Ein Schriftenwechsel ist aufgrund der neuen, nacherfolgenden Judikatur nicht nötig. Das Gesuch um aufschiebende Wirkung wird gegenstandslos. Die Rückweisung der Sache gilt als vollständiges Obsiegen der Beschwerdeführerin. Es werden keine Gerichtskosten erhoben, und die Beschwerdegegnerinnen müssen der Beschwerdeführerin eine Parteientschädigung von CHF 1'500.- bezahlen.

Kurze Zusammenfassung der wesentlichen Punkte:

  • Anfechtung: Eine Ärztin wurde vom kantonalen Schiedsgericht wegen unwirtschaftlicher Behandlungsweise zur Rückerstattung von CHF 75'670.- verpflichtet.
  • Grundlage der Prüfung: Die zweistufige Screening-Methode (Regressionsanalyse und Einzelfallprüfung) zur Identifikation unwirtschaftlicher Behandlungsweisen, basierend auf dem Vergleich des individuellen Fallwerts mit einer Referenzgruppe und unter Berücksichtigung einer Toleranzmarge und allfälliger Praxisbesonderheiten.

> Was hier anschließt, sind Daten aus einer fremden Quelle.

//! Drives the join protocol for a role that isn't Auth itself: generate a
//! fresh key pair, redeem a provisioning token against Auth's
//! control API, and persist the resulting identity the same way
//! `teleport_auth::bootstrap` persists Auth's own.

use std::sync::Arc;

use russh::keys::ssh_key::rand_core::OsRng;
use russh::keys::ssh_key::{Algorithm, PrivateKey};
use teleport_auth::api::{AuthApi, GenerateHostCertRequest};
use teleport_auth::identity::{self, Identity};
use teleport_auth::join::RegisterUsingTokenRequest;
use teleport_auth::AuthError;
use teleport_core::{Config, Role};

/// Loads the identity from disk if it's already there; otherwise redeems
/// `token` for a fresh one and writes it. Mirrors
/// `teleport_auth::bootstrap::bootstrap_own_identity`'s "idempotent on
/// every start" shape, but over the control API instead of the local CA.
pub async fn bootstrap_joined_identity(
	config: &Config,
	role: Role,
	auth_api: &dyn AuthApi,
	token: Option<String>,
) -> Result<Identity, AuthError> {
	if let Some(identity) = identity::load_from_disk(&config.data_dir, &config.host_uuid, role)? {
		return Ok(identity);
	}

	let token = token.ok_or_else(|| AuthError::BadParameter("no provisioning token and no existing identity on disk".into()))?;

	let private_key =
		PrivateKey::random(&mut OsRng, Algorithm::Ed25519).map_err(|e| AuthError::Internal(e.into()))?;
	let public_key = private_key.public_key().to_openssh().map_err(|e| AuthError::Internal(e.into()))?;

	let resp = auth_api
		.register_using_token(RegisterUsingTokenRequest {
			token,
			uuid: config.host_uuid.clone(),
			role,
			public_key,
		})
		.await?;

	let certificate = russh::keys::ssh_key::Certificate::from_openssh(resp.host_cert.trim())
		.map_err(|e| AuthError::Internal(e.into()))?;

	identity::write_to_disk(&config.data_dir, &config.host_uuid, role, &private_key, &certificate)?;
	identity::load_from_disk(&config.data_dir, &config.host_uuid, role)?
		.ok_or_else(|| AuthError::Internal(anyhow::anyhow!("identity vanished immediately after writing it")))
}

/// Refreshes a host certificate against the current host-CA, used when a
/// running role's certificate is close to expiry. Unused until a renewal
/// scheduler calls it, which `teleportd` does not yet implement.
#[allow(dead_code)]
pub async fn refresh_host_cert(
	config: &Config,
	role: Role,
	auth_api: &dyn AuthApi,
	identity: &Identity,
) -> Result<Identity, AuthError> {
	let public_key = identity.private_key.public_key().to_openssh().map_err(|e| AuthError::Internal(e.into()))?;
	let resp = auth_api
		.generate_host_cert(GenerateHostCertRequest {
			public_key,
			host_uuid: config.host_uuid.clone(),
			cluster_domain: config.cluster_domain.clone(),
			role,
			ttl: std::time::Duration::ZERO,
		})
		.await?;
	let certificate = russh::keys::ssh_key::Certificate::from_openssh(resp.certificate.trim())
		.map_err(|e| AuthError::Internal(e.into()))?;
	identity::write_to_disk(&config.data_dir, &config.host_uuid, role, &identity.private_key, &certificate)?;
	Ok(Identity {
		host_uuid: config.host_uuid.clone(),
		role,
		private_key: identity.private_key.clone(),
		certificate,
	})
}

/// `Arc<dyn AuthApi>` is the shape every runner wires against; this wraps a
/// `RemoteAuthApi<FramedStream<TcpStream>>` behind it for roles that aren't
/// colocated with Auth.
pub async fn dial_remote_auth_api(addr: &str) -> anyhow::Result<Arc<dyn AuthApi>> {
	let stream = tokio::net::TcpStream::connect(addr).await?;
	let channel = teleport_auth::wire::FramedStream::new(stream);
	Ok(Arc::new(teleport_auth::wire::RemoteAuthApi::new(channel)))
}
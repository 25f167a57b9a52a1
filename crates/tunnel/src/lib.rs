//! The reverse tunnel: the hub side that runs on the Proxy and the agent
//! side that runs on the Node, plus the in-memory routing table that ties a
//! session's requested host to a live tunnel or a DNS fallback.

pub mod agent;
pub mod error;
pub mod hub;
pub mod routing;

pub use error::TunnelError;
pub use hub::{Hub, TunnelServer};
pub use routing::{resolve_route, AuthLabelLookup, Route, RoutedNode, RoutingTable};
//! The on-disk trust envelope of one host in the cluster. Files are named
//! deterministically from `(HostUUID, Role)` so a host can hold a separate
//! identity per role it plays: `host.<uuid>.<role>.{key,cert}`.

use std::path::{Path, PathBuf};

use russh::keys::ssh_key::{Certificate, PrivateKey};
use teleport_core::Role;
use tracing::debug;

use crate::error::AuthError;

/// The runtime triple `(private key, certificate, signer)` of one local
/// role on one host. The "signer" half is implicit: `private_key` paired
/// with `certificate` is exactly what an outbound SSH handshake needs to
/// present the certificate and prove possession of its key in one step.
#[derive(Clone)]
pub struct Identity {
	pub host_uuid: String,
	pub role: Role,
	pub private_key: PrivateKey,
	pub certificate: Certificate,
}

impl Identity {
	/// `<uuid>.<cluster-domain>` — the principal this identity's
	/// certificate must carry.
	pub fn expected_principal(&self, cluster_domain: &str) -> String {
		format!("{}.{}", self.host_uuid, cluster_domain)
	}
}

fn key_path(data_dir: &Path, host_uuid: &str, role: Role) -> PathBuf {
	data_dir.join(format!("host.{host_uuid}.{role}.key"))
}

fn cert_path(data_dir: &Path, host_uuid: &str, role: Role) -> PathBuf {
	data_dir.join(format!("host.{host_uuid}.{role}.cert"))
}

/// Re-reads an identity from disk. Returns `Ok(None)` if either file is
/// missing (the host is simply unbootstrapped yet); returns an error naming
/// which file failed to parse if the files exist but are corrupt — a host
/// in that state must abort rather than silently regenerate.
pub fn load_from_disk(data_dir: &Path, host_uuid: &str, role: Role) -> Result<Option<Identity>, AuthError> {
	let key_path = key_path(data_dir, host_uuid, role);
	let cert_path = cert_path(data_dir, host_uuid, role);

	if !key_path.exists() || !cert_path.exists() {
		return Ok(None);
	}

	let key_text = fs_err::read_to_string(&key_path)?;
	let private_key = PrivateKey::from_openssh(&key_text).map_err(|e| AuthError::UnbootstrappedIdentity {
		path: key_path.clone(),
		source: e.into(),
	})?;

	let cert_text = fs_err::read_to_string(&cert_path)?;
	let certificate = parse_openssh_certificate(&cert_text).map_err(|e| AuthError::UnbootstrappedIdentity {
		path: cert_path.clone(),
		source: e,
	})?;

	Ok(Some(Identity {
		host_uuid: host_uuid.to_string(),
		role,
		private_key,
		certificate,
	}))
}

/// OpenSSH certificate files are a single `<type> <base64> <comment>` line,
/// the same shape as an `authorized_keys` entry.
fn parse_openssh_certificate(text: &str) -> anyhow::Result<Certificate> {
	let line = text.trim();
	Ok(Certificate::from_openssh(line)?)
}

/// Encodes a certificate as the single-line OpenSSH text form, shared by
/// disk persistence and the wire responses that hand a certificate back to
/// a joining host or signed-in user.
pub fn encode_certificate_line(certificate: &Certificate) -> anyhow::Result<String> {
	Ok(format!(
		"{} {}\n",
		certificate.algorithm().as_certificate_str(),
		certificate.to_openssh()?
	))
}

/// Writes `(private_key, certificate)` atomically: write-to-temp, then
/// rename, with mode 0600 on both files.
pub fn write_to_disk(
	data_dir: &Path,
	host_uuid: &str,
	role: Role,
	private_key: &PrivateKey,
	certificate: &Certificate,
) -> Result<(), AuthError> {
	fs_err::create_dir_all(data_dir)?;

	let key_path = key_path(data_dir, host_uuid, role);
	let cert_path = cert_path(data_dir, host_uuid, role);

	let key_text = private_key.to_openssh(russh::keys::ssh_key::LineEnding::LF)?;
	atomic_write(&key_path, key_text.as_bytes())?;

	let cert_line = encode_certificate_line(certificate)?;
	atomic_write(&cert_path, cert_line.as_bytes())?;

	debug!(host_uuid, %role, "wrote identity to disk");
	Ok(())
}

#[cfg(unix)]
fn atomic_write(path: &Path, contents: &[u8]) -> std::io::Result<()> {
	use std::fs::Permissions;
	use std::io::Write;
	use std::os::unix::fs::PermissionsExt;

	let tmp_path = path.with_extension("tmp");
	{
		let mut f = fs_err::File::create(&tmp_path)?;
		f.set_permissions(Permissions::from_mode(0o600))?;
		f.write_all(contents)?;
		f.sync_all()?;
	}
	fs_err::rename(&tmp_path, path)
}

#[cfg(not(unix))]
fn atomic_write(path: &Path, contents: &[u8]) -> std::io::Result<()> {
	let tmp_path = path.with_extension("tmp");
	fs_err::write(&tmp_path, contents)?;
	fs_err::rename(&tmp_path, path)
}

#[cfg(test)]
mod tests {
	use super::*;
	use russh::keys::ssh_key::certificate::{Builder, CertType};
	use russh::keys::ssh_key::rand_core::OsRng;
	use russh::keys::ssh_key::{Algorithm, PrivateKey as Key};

	fn throwaway_identity(host_uuid: &str) -> (Key, Certificate) {
		let subject = Key::random(&mut OsRng, Algorithm::Ed25519).unwrap();
		let ca_signer = Key::random(&mut OsRng, Algorithm::Ed25519).unwrap();
		let mut builder =
			Builder::new_with_random_nonce(&mut OsRng, subject.public_key(), 0, u64::MAX).unwrap();
		builder.cert_type(CertType::Host).unwrap();
		builder
			.valid_principal(&format!("{host_uuid}.example.com"))
			.unwrap();
		let cert = builder.sign(&ca_signer).unwrap();
		(subject, cert)
	}

	#[test]
	fn missing_files_is_none() {
		let dir = tempfile::tempdir().unwrap();
		let result = load_from_disk(dir.path(), "u1", Role::Node).unwrap();
		assert!(result.is_none());
	}

	#[test]
	fn write_then_read_round_trips() {
		let dir = tempfile::tempdir().unwrap();
		let (key, cert) = throwaway_identity("u1");
		write_to_disk(dir.path(), "u1", Role::Node, &key, &cert).unwrap();

		let identity = load_from_disk(dir.path(), "u1", Role::Node).unwrap().unwrap();
		assert_eq!(identity.host_uuid, "u1");
		assert_eq!(identity.certificate.valid_principals(), cert.valid_principals());
		assert_eq!(identity.expected_principal("example.com"), "u1.example.com");
	}

	#[test]
	fn corrupt_cert_file_is_a_diagnostic_error_not_a_silent_regeneration() {
		let dir = tempfile::tempdir().unwrap();
		let (key, cert) = throwaway_identity("u1");
		write_to_disk(dir.path(), "u1", Role::Node, &key, &cert).unwrap();
		std::fs::write(dir.path().join("host.u1.node.cert"), "not a certificate").unwrap();

		let err = load_from_disk(dir.path(), "u1", Role::Node).unwrap_err();
		match err {
			AuthError::UnbootstrappedIdentity { path, .. } => {
				assert!(path.ends_with("host.u1.node.cert"));
			},
			other => panic!("expected UnbootstrappedIdentity, got {other:?}"),
		}
	}
}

  • Zentrale Neuerung (Bundesgericht): Das Bundesgericht präzisiert die Berechnung der Rückforderung, insbesondere die Notwendigkeit, für die Rückerstattungsquote den Gesamtkostenindex (direkte und veranlasste Kosten) heranzuziehen, auch wenn die Rückforderung selbst nur auf die direkten Kosten beschränkt ist. Dies dient der Berücksichtigung kompensatorischer Effekte.
  • Urteil: Die vorinstanzliche Berechnung entsprach dieser neuen Formel nicht. Das Bundesgericht hebt das Urteil auf und weist die Sache zur Neubeurteilung an die Vorinstanz zurück, die die neuen bundesgerichtlichen Vorgaben berücksichtigen muss.